Here’s what I’ve learned in three steps.

Step One: Identify

a magnifying glass

This step is probably one of the hardest. It’s tough because it means having to pause whatever might be going on in your day, and turn your attention inward. The problem is work, family, and money troubles are always on our mind. It seems almost impossible to not think about them, or other modern stressors, even for a few seconds. But if you can take one deep breath, then you are capable of moving on in this process.

To get started, some questions I like to ask myself are:

  • Do I feel heavy or light?
  • Am I feeling weak or strong?
  • Hopeless or hopeful?

Of course, you can invent your questions. The only part that is required is to pause your day, just for a few seconds. By setting aside this short time, you can mentally note your current condition. Over time, you’ll identify patterns.

You might find that eggs make you bloated and tired. Or maybe you find fish makes you feel alive, mentally and physically.

Once you start identifying some patterns, you can move onto the next step.

Step Two: Investigate

a woman writing in a notebook on a couch

Now that you have some ideas of what might be giving you energy or what might be draining it, you can probe further.

If it was the eggs that made you feel bloated and tired, then start thinking about how often you eat eggs. Is it daily? Weekly?

What else have you noticed about the foods that you eat?

What might your life be like if you continue to eat those foods? How about without them?

The point here is to start building up a picture. After all, a painting isn’t completed in one stroke (usually). It’s brush stroke after brush stroke until you can see the larger picture.

Write down your observations, or make a mental note. We’re going to use what we’ve learned so far and apply the last step.

Step Three: Test

test tubes with colored liquid

Now’s the time to apply what you’ve learned. Take your mental notes (or physical notes) and test those theories.

If you think dairy makes you fuzzy in the head, test it out. Go a couple of weeks without it, note how you feel, and to confirm, introduce a little dairy again. If your theory is correct, and you feel fuzzy again, you know that your body doesn’t really like dairy.

Final Notes:

a pile of sticky notes with a question mark on it

You might be asking yourself, “Doesn’t this mean I’ll have to give up foods that don’t agree with my body?”

My answer to you is:

Why would you want to keep eating things that take a toll on your body and decrease your quality of life?

If you haven’t noticed by now, this three-step process appears to be a homemade elimination diet.

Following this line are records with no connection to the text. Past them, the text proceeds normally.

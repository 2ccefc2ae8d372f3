//! Orchestration Layer
//!
//! This crate drives the SPH kernel crate through whole simulations:
//! - Configuration loading and fail-fast validation
//! - Deterministic initial-condition generation (jittered lattice)
//! - The frame-level runner state machine (pause / run / single-step / reset)
//!   with step-completed observer callbacks

#![warn(missing_docs)]

pub mod config;
pub mod runner;
pub mod spawner;

pub use config::{FluidConfig, SpawnConfig};
pub use runner::{RunState, SimulationRunner};
pub use spawner::SpawnData;

/// Create a complete simulation from a configuration file.
///
/// Loads and validates the JSON configuration, runs the initial-condition
/// generator, and wraps the result in a paused [`SimulationRunner`].
///
/// # Example
/// ```no_run
/// let mut runner = orchestrator::create_simulation("config/dam_break.json")?;
/// runner.toggle_pause();
/// runner.update(1.0 / 60.0);
/// # Ok::<(), Box<dyn std::error::Error>>(())
/// ```
pub fn create_simulation(config_path: &str) -> Result<SimulationRunner, Box<dyn std::error::Error>> {
    tracing::info!("Creating simulation from config: {}", config_path);

    let config = FluidConfig::load(config_path)?;
    tracing::info!("Configuration loaded: {}", config.name);

    let runner = SimulationRunner::new(config)?;
    Ok(runner)
}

And that’s because it kind of is.

But the coolest part about it is that once you try it out and make it past the two-week mark (this seems to be a magic number for changing gut microbes), you won’t miss those foods.

Of course, if you indulge a little in the two weeks, then you won’t allow your gut to adapt completely. Meaning–you’ll still have cravings for the food that’s likely been making you ill. But even if you just take with you the knowledge of how you react to certain foods, I’d call that a win.

The best part about this process is that it’s repeatable. Draw a circle and arrows connecting each step. Identify, investigate, and test the foods that you’ve long held in question. Know that if you can simply take a deep breath, you can discover and even make it past the two-week mark to build up your health. No one is born knowing everything they need to be healthy; the healthy population just pays attention and gradually learns from it.